The proper product labelling also applies to the Bank’s advertising messages which support its sales activities and shape its brands’ image. All marketing materials published by the Bank take into account the specific obligations arising from the commonly binding provisions of the law (e.g. the Consumer Credit Act – within the scope of advertising this type of loans) as well as market standards and the PFSA guidance formulated in the enacted “Rules of advertising banking services”.

The Bank makes every effort that the marketing communications about products should clearly indicate to which product or service they relate, that they should be formulated reliably and not mislead their recipients, as well as show the recipients how to access the complete information about the advertised product and about the benefits and risks related to it.

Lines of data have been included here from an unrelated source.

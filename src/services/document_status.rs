//! Clasificador de completitud de documentación
//!
//! Deriva el `DocStatus` de un cliente a partir de qué campos están
//! rellenados. Es una función total: nunca falla y nunca bloquea un guardado.
//!
//! Orden de evaluación:
//! 1. nombre y CPF/CNPJ presentes → COMPLETED (sin mirar nada más);
//! 2. todos los campos relevantes para el tipo vacíos → PENDING;
//! 3. cualquier otro caso → IN_PROGRESS.

use crate::models::client::{Client, ClientType, DocStatus};
use crate::utils::validation::is_blank;

/// Campos de un cliente que participan en la clasificación
#[derive(Debug, Clone, Copy, Default)]
pub struct ClientFields<'a> {
    pub name: Option<&'a str>,
    pub tax_id: Option<&'a str>,
    pub email: Option<&'a str>,
    pub phone: Option<&'a str>,
    pub secondary_phone: Option<&'a str>,
    pub zip_code: Option<&'a str>,
    pub street: Option<&'a str>,
    pub number: Option<&'a str>,
    pub complement: Option<&'a str>,
    pub neighborhood: Option<&'a str>,
    pub city: Option<&'a str>,
    pub state: Option<&'a str>,
    pub rg: Option<&'a str>,
    pub has_birth_date: bool,
    pub marital_status: Option<&'a str>,
    pub profession: Option<&'a str>,
    pub license_number: Option<&'a str>,
    pub has_license_expiration: bool,
    pub trade_name: Option<&'a str>,
    pub contact_name: Option<&'a str>,
    pub state_registration: Option<&'a str>,
}

impl<'a> From<&'a Client> for ClientFields<'a> {
    fn from(client: &'a Client) -> Self {
        Self {
            name: client.name.as_deref(),
            tax_id: client.tax_id.as_deref(),
            email: client.email.as_deref(),
            phone: client.phone.as_deref(),
            secondary_phone: client.secondary_phone.as_deref(),
            zip_code: client.zip_code.as_deref(),
            street: client.street.as_deref(),
            number: client.number.as_deref(),
            complement: client.complement.as_deref(),
            neighborhood: client.neighborhood.as_deref(),
            city: client.city.as_deref(),
            state: client.state.as_deref(),
            rg: client.rg.as_deref(),
            has_birth_date: client.birth_date.is_some(),
            marital_status: client.marital_status.as_deref(),
            profession: client.profession.as_deref(),
            license_number: client.license_number.as_deref(),
            has_license_expiration: client.license_expiration.is_some(),
            trade_name: client.trade_name.as_deref(),
            contact_name: client.contact_name.as_deref(),
            state_registration: client.state_registration.as_deref(),
        }
    }
}

impl<'a> ClientFields<'a> {
    fn has_essentials(&self) -> bool {
        !is_blank(self.name) && !is_blank(self.tax_id)
    }

    fn shared(&self) -> [Option<&'a str>; 12] {
        [
            self.name,
            self.tax_id,
            self.email,
            self.phone,
            self.secondary_phone,
            self.zip_code,
            self.street,
            self.number,
            self.complement,
            self.neighborhood,
            self.city,
            self.state,
        ]
    }

    /// True si ningún campo relevante para `client_type` tiene contenido
    fn is_empty_for(&self, client_type: ClientType) -> bool {
        let shared_empty = self.shared().iter().all(|field| is_blank(*field));
        if !shared_empty {
            return false;
        }

        match client_type {
            ClientType::Individual => {
                [self.rg, self.marital_status, self.profession, self.license_number]
                    .iter()
                    .all(|field| is_blank(*field))
                    && !self.has_birth_date
                    && !self.has_license_expiration
            }
            ClientType::Company => [self.trade_name, self.contact_name, self.state_registration]
                .iter()
                .all(|field| is_blank(*field)),
        }
    }
}

/// Clasifica la completitud a partir de los campos y el tipo de cliente
pub fn classify(fields: &ClientFields<'_>, client_type: ClientType) -> DocStatus {
    if fields.has_essentials() {
        return DocStatus::Completed;
    }
    if fields.is_empty_for(client_type) {
        return DocStatus::Pending;
    }
    DocStatus::InProgress
}

/// Atajo sobre un `Client` completo
pub fn classify_client(client: &Client) -> DocStatus {
    classify(&ClientFields::from(client), client.client_type)
}

/// Recalcula y sobrescribe `doc_status`; se llama en todas las rutas de escritura
pub fn refresh_doc_status(client: &mut Client) {
    client.doc_status = classify_client(client);
}
//! Utilidades de validación
//!
//! Funciones helper para validación de documentos brasileños, placas
//! y valores monetarios. Los errores usan `validator::ValidationError`
//! para que se serialicen igual que los de `#[derive(Validate)]`.

use lazy_static::lazy_static;
use regex::Regex;
use rust_decimal::Decimal;
use serde::Serialize;
use validator::{ValidationError, ValidationErrors};

use crate::utils::errors::AppError;

lazy_static! {
    // Placa antigua (ABC1234) o Mercosul (ABC1D23)
    static ref PLATE_REGEX: Regex = Regex::new(r"^[A-Z]{3}[0-9][A-Z0-9][0-9]{2}$").unwrap();
    // Chassi: 17 caracteres, sin I, O ni Q
    static ref CHASSIS_REGEX: Regex = Regex::new(r"^[A-HJ-NPR-Z0-9]{17}$").unwrap();
}

/// Un campo opcional de texto se considera vacío si es None o sólo espacios
pub fn is_blank(value: Option<&str>) -> bool {
    value.map_or(true, |v| v.trim().is_empty())
}

/// Normaliza un texto opcional: recorta y convierte "" en None
pub fn clean_optional(value: Option<String>) -> Option<String> {
    value.and_then(|v| {
        let trimmed = v.trim();
        if trimmed.is_empty() {
            None
        } else {
            Some(trimmed.to_string())
        }
    })
}

/// Conserva sólo los dígitos
pub fn digits_only(value: &str) -> String {
    value.chars().filter(|c| c.is_ascii_digit()).collect()
}

/// Normaliza una placa: mayúsculas, sin guiones ni espacios
pub fn normalize_plate(value: &str) -> String {
    value
        .chars()
        .filter(|c| c.is_ascii_alphanumeric())
        .collect::<String>()
        .to_uppercase()
}

/// Validar CPF (11 dígitos) o CNPJ (14 dígitos)
pub fn validate_tax_id(value: &str) -> Result<(), ValidationError> {
    let digits = digits_only(value);
    if digits.len() != 11 && digits.len() != 14 {
        let mut error = ValidationError::new("tax_id");
        error.add_param("value".into(), &value.to_string());
        error.add_param("format".into(), &"CPF (11) or CNPJ (14) digits".to_string());
        return Err(error);
    }
    Ok(())
}

/// Validar formato de placa (antiga o Mercosul)
pub fn validate_plate(value: &str) -> Result<(), ValidationError> {
    if !PLATE_REGEX.is_match(&normalize_plate(value)) {
        let mut error = ValidationError::new("plate");
        error.add_param("value".into(), &value.to_string());
        error.add_param("format".into(), &"ABC1234 or ABC1D23".to_string());
        return Err(error);
    }
    Ok(())
}

/// Validar chassi (VIN)
pub fn validate_chassis(value: &str) -> Result<(), ValidationError> {
    if !CHASSIS_REGEX.is_match(&value.trim().to_uppercase()) {
        let mut error = ValidationError::new("chassis");
        error.add_param("value".into(), &value.to_string());
        return Err(error);
    }
    Ok(())
}

/// Validar RENAVAM (9 a 11 dígitos)
pub fn validate_renavam(value: &str) -> Result<(), ValidationError> {
    let digits = digits_only(value);
    if digits.len() < 9 || digits.len() > 11 || digits.len() != value.trim().len() {
        let mut error = ValidationError::new("renavam");
        error.add_param("value".into(), &value.to_string());
        return Err(error);
    }
    Ok(())
}

/// Validar que un valor sea positivo
pub fn validate_positive<T: PartialOrd + std::fmt::Display + num_traits::Zero + Serialize>(
    value: T,
) -> Result<(), ValidationError> {
    if value <= T::zero() {
        let mut error = ValidationError::new("positive");
        error.add_param("value".into(), &value);
        return Err(error);
    }
    Ok(())
}

/// Validar que un valor sea no negativo
pub fn validate_non_negative<T: PartialOrd + std::fmt::Display + num_traits::Zero + Serialize>(
    value: T,
) -> Result<(), ValidationError> {
    if value < T::zero() {
        let mut error = ValidationError::new("non_negative");
        error.add_param("value".into(), &value);
        return Err(error);
    }
    Ok(())
}

/// Valores monetarios: como máximo dos decimales (ceros finales no cuentan)
pub fn validate_money_scale(value: Decimal) -> Result<(), ValidationError> {
    if value.normalize().scale() > 2 {
        let mut error = ValidationError::new("decimal_places");
        error.add_param("value".into(), &value);
        error.add_param("max".into(), &2);
        return Err(error);
    }
    Ok(())
}

/// Acumula errores de validación manual por campo
pub struct FieldErrors {
    errors: ValidationErrors,
}

impl FieldErrors {
    pub fn new() -> Self {
        Self {
            errors: ValidationErrors::new(),
        }
    }

    pub fn check(&mut self, field: &'static str, result: Result<(), ValidationError>) {
        if let Err(error) = result {
            self.errors.add(field, error);
        }
    }

    /// Convierte lo acumulado en `AppError::Validation` si hubo algún error
    pub fn finish(self) -> Result<(), AppError> {
        if self.errors.is_empty() {
            Ok(())
        } else {
            Err(AppError::Validation(self.errors))
        }
    }
}
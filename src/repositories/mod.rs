pub mod audit_repository;
pub mod checklist_repository;
pub mod client_repository;
pub mod data_store;
pub mod memory_store;
pub mod pg_store;
pub mod service_repository;
pub mod transaction_repository;
pub mod vehicle_repository;

pub use data_store::{DataStore, ServiceBundle, TransferPlan};
pub use memory_store::MemoryStore;
pub use pg_store::PgStore;
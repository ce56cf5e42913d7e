use std::sync::Arc;

use chrono::NaiveDate;

use crate::dto::client_dto::ClientFilters;
use crate::dto::dashboard_dto::{DocStatusCounts, OverviewResponse, ServiceStatusCounts};
use crate::dto::service_dto::ServiceFilters;
use crate::dto::transaction_dto::TransactionFilters;
use crate::dto::vehicle_dto::VehicleFilters;
use crate::models::{DocStatus, ServiceStatus};
use crate::repositories::DataStore;
use crate::services::expiration_alerts::{collect_alerts, ExpirationAlert, ExpirationStatus};
use crate::services::financial_summary::{summarize, FinancialSummary};
use crate::state::AppState;
use crate::utils::errors::AppError;

/// Lecturas agregadas del panel. Todo se recalcula en cada consulta.
pub struct DashboardController {
    store: Arc<dyn DataStore>,
    today: NaiveDate,
    alert_window_days: i64,
    cashflow_months: usize,
}

impl DashboardController {
    pub fn new(state: &AppState) -> Self {
        Self {
            store: state.store.clone(),
            today: state.today(),
            alert_window_days: state.config.alert_window_days,
            cashflow_months: state.config.cashflow_months,
        }
    }

    pub async fn alerts(&self) -> Result<Vec<ExpirationAlert>, AppError> {
        let (client_filters, vehicle_filters) = (ClientFilters::default(), VehicleFilters::default());
        let (clients, vehicles) = futures::try_join!(
            self.store.list_clients(&client_filters),
            self.store.list_vehicles(&vehicle_filters),
        )?;
        Ok(collect_alerts(&clients, &vehicles, self.today, self.alert_window_days))
    }

    pub async fn financial(&self, months: Option<usize>) -> Result<FinancialSummary, AppError> {
        let months = months.unwrap_or(self.cashflow_months).clamp(1, 60);
        let transactions = self.store.list_transactions(&TransactionFilters::default()).await?;
        Ok(summarize(&transactions, self.today, months))
    }

    pub async fn overview(&self) -> Result<OverviewResponse, AppError> {
        let client_filters = ClientFilters::default();
        let vehicle_filters = VehicleFilters::default();
        let service_filters = ServiceFilters::default();
        let (clients, vehicles, services) = futures::try_join!(
            self.store.list_clients(&client_filters),
            self.store.list_vehicles(&vehicle_filters),
            self.store.list_services(&service_filters),
        )?;

        let mut clients_by_doc_status = DocStatusCounts::default();
        for client in &clients {
            match client.doc_status {
                DocStatus::Pending => clients_by_doc_status.pending += 1,
                DocStatus::InProgress => clients_by_doc_status.in_progress += 1,
                DocStatus::Completed => clients_by_doc_status.completed += 1,
            }
        }

        let mut services_by_status = ServiceStatusCounts::default();
        for service in &services {
            match service.status {
                ServiceStatus::Todo => services_by_status.todo += 1,
                ServiceStatus::InProgress => services_by_status.in_progress += 1,
                ServiceStatus::WaitingDocs => services_by_status.waiting_docs += 1,
                ServiceStatus::Completed => services_by_status.completed += 1,
                ServiceStatus::Canceled => services_by_status.canceled += 1,
            }
        }

        let alerts = collect_alerts(&clients, &vehicles, self.today, self.alert_window_days);
        let expired_alerts = alerts
            .iter()
            .filter(|a| a.status == ExpirationStatus::Expired)
            .count();

        Ok(OverviewResponse {
            total_clients: clients.len(),
            total_vehicles: vehicles.len(),
            clients_by_doc_status,
            services_by_status,
            expired_alerts,
            expiring_soon_alerts: alerts.len() - expired_alerts,
        })
    }
}
use chrono::NaiveDate;

use crate::models::{Service, Transaction, TransactionKind, Vehicle};

pub const SERVICE_REVENUE_CATEGORY: &str = "SERVICOS";

/// Cobro pendiente asociado a un servicio.
///
/// Va contra el pagador (o el cliente si no hay pagador) y vence junto con
/// el servicio.
pub fn service_transaction(service: &Service, vehicle: &Vehicle, today: NaiveDate) -> Transaction {
    let mut transaction = Transaction::new(
        TransactionKind::Revenue,
        format!("{} - {}", service.service_type, vehicle.plate),
        service.price,
        today,
    );
    transaction.category = Some(SERVICE_REVENUE_CATEGORY.to_string());
    transaction.client_id = Some(service.billed_client_id());
    transaction.service_id = Some(service.id);
    transaction.due_date = service.due_date;
    transaction
}

/// Como `service_transaction`, pero los servicios sin precio no generan cobro.
pub fn billing_transaction(service: &Service, vehicle: &Vehicle, today: NaiveDate) -> Option<Transaction> {
    if service.price.is_zero() || service.price.is_sign_negative() {
        return None;
    }
    Some(service_transaction(service, vehicle, today))
}

#[cfg(test)]
mod tests {
    use super::*;
    use crate::models::TransactionStatus;
    use rust_decimal::Decimal;
    use uuid::Uuid;

    #[test]
    fn test_billing_goes_to_payer() {
        let client = Uuid::new_v4();
        let payer = Uuid::new_v4();
        let vehicle = Vehicle::new(client, "ABC1D23".into());
        let mut service = Service::new(client, vehicle.id, "LICENCIAMENTO".into(), Decimal::new(18050, 2));
        service.payer_id = Some(payer);
        service.due_date = NaiveDate::from_ymd_opt(2024, 7, 1);

        let today = NaiveDate::from_ymd_opt(2024, 6, 10).unwrap();
        let tx = billing_transaction(&service, &vehicle, today).unwrap();

        assert_eq!(tx.kind, TransactionKind::Revenue);
        assert_eq!(tx.status, TransactionStatus::Pending);
        assert_eq!(tx.amount, Decimal::new(18050, 2));
        assert_eq!(tx.client_id, Some(payer));
        assert_eq!(tx.service_id, Some(service.id));
        assert_eq!(tx.due_date, service.due_date);
        assert_eq!(tx.description, "LICENCIAMENTO - ABC1D23");
    }

    #[test]
    fn test_free_service_has_no_billing() {
        let vehicle = Vehicle::new(Uuid::new_v4(), "ABC1234".into());
        let service = Service::new(vehicle.owner_id, vehicle.id, "VISTORIA".into(), Decimal::ZERO);
        let today = NaiveDate::from_ymd_opt(2024, 6, 10).unwrap();
        assert!(billing_transaction(&service, &vehicle, today).is_none());
    }
}
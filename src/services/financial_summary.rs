//! Resumen financiero
//!
//! Reagrega el conjunto completo de transacciones en cada consulta; no
//! existen totales persistidos.

use std::collections::BTreeMap;

use chrono::{Datelike, NaiveDate};
use rust_decimal::Decimal;
use serde::Serialize;

use crate::models::{Transaction, TransactionKind, TransactionStatus};

/// Meses mostrados por defecto en el flujo de caja
pub const DEFAULT_CASHFLOW_MONTHS: usize = 6;

#[derive(Debug, Clone, Serialize, PartialEq)]
pub struct FinancialSummary {
    pub total_revenue: Decimal,
    pub accounts_receivable: Decimal,
    pub accounts_payable: Decimal,
    pub current_balance: Decimal,
    pub overdue_receivable: Decimal,
    pub monthly_cash_flow: Vec<MonthlyCashFlow>,
}

#[derive(Debug, Clone, Serialize, PartialEq)]
pub struct MonthlyCashFlow {
    pub year: i32,
    pub month: u32,
    /// "2024-03"
    pub label: String,
    pub revenue: Decimal,
    pub expense: Decimal,
}

/// Calcula los totales y la serie mensual de los últimos `months` meses con movimiento
pub fn summarize(transactions: &[Transaction], today: NaiveDate, months: usize) -> FinancialSummary {
    let mut total_revenue = Decimal::ZERO;
    let mut paid_expense = Decimal::ZERO;
    let mut accounts_receivable = Decimal::ZERO;
    let mut accounts_payable = Decimal::ZERO;
    let mut overdue_receivable = Decimal::ZERO;

    for tx in transactions {
        match (tx.kind, tx.status) {
            (TransactionKind::Revenue, TransactionStatus::Paid) => total_revenue += tx.amount,
            (TransactionKind::Revenue, TransactionStatus::Pending) => {
                accounts_receivable += tx.amount;
                if tx.is_overdue(today) {
                    overdue_receivable += tx.amount;
                }
            }
            (TransactionKind::Expense, TransactionStatus::Paid) => paid_expense += tx.amount,
            (TransactionKind::Expense, TransactionStatus::Pending) => accounts_payable += tx.amount,
        }
    }

    FinancialSummary {
        total_revenue,
        accounts_receivable,
        accounts_payable,
        current_balance: total_revenue - paid_expense,
        overdue_receivable,
        monthly_cash_flow: monthly_cash_flow(transactions, months),
    }
}

/// Agrupa las transacciones PAID por mes calendario de `transaction_date`,
/// en orden cronológico, conservando sólo los `months` meses más recientes.
pub fn monthly_cash_flow(transactions: &[Transaction], months: usize) -> Vec<MonthlyCashFlow> {
    let mut buckets: BTreeMap<(i32, u32), (Decimal, Decimal)> = BTreeMap::new();

    for tx in transactions.iter().filter(|tx| tx.status == TransactionStatus::Paid) {
        let key = (tx.transaction_date.year(), tx.transaction_date.month());
        let bucket = buckets.entry(key).or_insert((Decimal::ZERO, Decimal::ZERO));
        match tx.kind {
            TransactionKind::Revenue => bucket.0 += tx.amount,
            TransactionKind::Expense => bucket.1 += tx.amount,
        }
    }

    let skip = buckets.len().saturating_sub(months);
    buckets
        .into_iter()
        .skip(skip)
        .map(|((year, month), (revenue, expense))| MonthlyCashFlow {
            year,
            month,
            label: format!("{:04}-{:02}", year, month),
            revenue,
            expense,
        })
        .collect()
}

#[cfg(test)]
mod tests {
    use super::*;

    fn tx(kind: TransactionKind, status: TransactionStatus, amount: i64, date: NaiveDate) -> Transaction {
        let mut tx = Transaction::new(kind, "teste".into(), Decimal::new(amount, 0), date);
        tx.status = status;
        tx
    }

    fn date(y: i32, m: u32, d: u32) -> NaiveDate {
        NaiveDate::from_ymd_opt(y, m, d).unwrap()
    }

    #[test]
    fn test_summary_figures() {
        let d = date(2024, 4, 1);
        let transactions = vec![
            tx(TransactionKind::Revenue, TransactionStatus::Paid, 100, d),
            tx(TransactionKind::Revenue, TransactionStatus::Pending, 50, d),
            tx(TransactionKind::Expense, TransactionStatus::Paid, 30, d),
            tx(TransactionKind::Expense, TransactionStatus::Pending, 20, d),
        ];

        let summary = summarize(&transactions, d, DEFAULT_CASHFLOW_MONTHS);
        assert_eq!(summary.total_revenue, Decimal::new(100, 0));
        assert_eq!(summary.accounts_receivable, Decimal::new(50, 0));
        assert_eq!(summary.accounts_payable, Decimal::new(20, 0));
        assert_eq!(summary.current_balance, Decimal::new(70, 0));
    }

    #[test]
    fn test_empty_set() {
        let summary = summarize(&[], date(2024, 1, 1), DEFAULT_CASHFLOW_MONTHS);
        assert_eq!(summary.current_balance, Decimal::ZERO);
        assert!(summary.monthly_cash_flow.is_empty());
    }

    #[test]
    fn test_overdue_receivable() {
        let today = date(2024, 6, 10);
        let mut late = tx(TransactionKind::Revenue, TransactionStatus::Pending, 80, date(2024, 5, 1));
        late.due_date = Some(date(2024, 6, 1));
        let mut on_time = tx(TransactionKind::Revenue, TransactionStatus::Pending, 40, date(2024, 5, 1));
        on_time.due_date = Some(date(2024, 6, 30));

        let summary = summarize(&[late, on_time], today, DEFAULT_CASHFLOW_MONTHS);
        assert_eq!(summary.overdue_receivable, Decimal::new(80, 0));
        assert_eq!(summary.accounts_receivable, Decimal::new(120, 0));
    }

    #[test]
    fn test_monthly_cash_flow_groups_paid_only() {
        let transactions = vec![
            tx(TransactionKind::Revenue, TransactionStatus::Paid, 100, date(2024, 2, 3)),
            tx(TransactionKind::Revenue, TransactionStatus::Paid, 50, date(2024, 2, 28)),
            tx(TransactionKind::Expense, TransactionStatus::Paid, 30, date(2024, 2, 10)),
            tx(TransactionKind::Revenue, TransactionStatus::Pending, 999, date(2024, 2, 10)),
            tx(TransactionKind::Expense, TransactionStatus::Paid, 10, date(2023, 12, 31)),
        ];

        let series = monthly_cash_flow(&transactions, 6);
        assert_eq!(series.len(), 2);
        assert_eq!(series[0].label, "2023-12");
        assert_eq!(series[0].expense, Decimal::new(10, 0));
        assert_eq!(series[1].label, "2024-02");
        assert_eq!(series[1].revenue, Decimal::new(150, 0));
        assert_eq!(series[1].expense, Decimal::new(30, 0));
    }

    #[test]
    fn test_monthly_cash_flow_keeps_most_recent() {
        let transactions: Vec<Transaction> = (1..=12)
            .map(|m| tx(TransactionKind::Revenue, TransactionStatus::Paid, m as i64, date(2024, m, 1)))
            .collect();

        let series = monthly_cash_flow(&transactions, 3);
        let labels: Vec<&str> = series.iter().map(|m| m.label.as_str()).collect();
        assert_eq!(labels, vec!["2024-10", "2024-11", "2024-12"]);
    }
}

One of the Bank’s priorities is to set the highest security standards. Customer security in the process of using the Bank’s and the Bank Group’s products primarily includes security of the funds of Customers, as well as physical security of Customers in the Bank’s facilities. The matter of security is regulated by the internal regulations, including the Security Policy at PKO Bank Polski SA and – in detail – the provisions regarding specific areas of security, i.e.:
(i) protection of people and property; (ii) IT System security; (iii) managing safety incidents.

Security of Customer funds

The activities of the Bank and other entities of the Bank’s Group related to ensuring the security of Customer funds apply to both the assurance of security of the funds entrusted, as well as the funds invested with the use of the products offered. The initiatives implemented regarding the assurance of a stable and secure ICT infrastructure enabled the achievement of very high reliability indicators for the operation of the IT infrastructure applications in 2018.

Security of funds invested:The Bank makes every effort to ensure that the products offered to Customers do not generate the risk of a loss of funds. This is particularly important for investment products. Therefore, within the framework of the obligations imposed by the MiFID Directive, the Bank informs Customers before conducting a transaction on financial instruments as to whether the given product is suitable for them.

Security of entrusted deposits:With respect to deposit products, the main mechanism guaranteeing security of funds entrusted by Customers is the stability of the Bank’s financial result and the result of the other entities belonging to the Bank’s Group. An additional mechanism is the Bank’s involvement in the obligatory deposit guarantee system, operating under the Act on the Bank Guarantee Fund, the term deposit guarantee system and forced restructuring.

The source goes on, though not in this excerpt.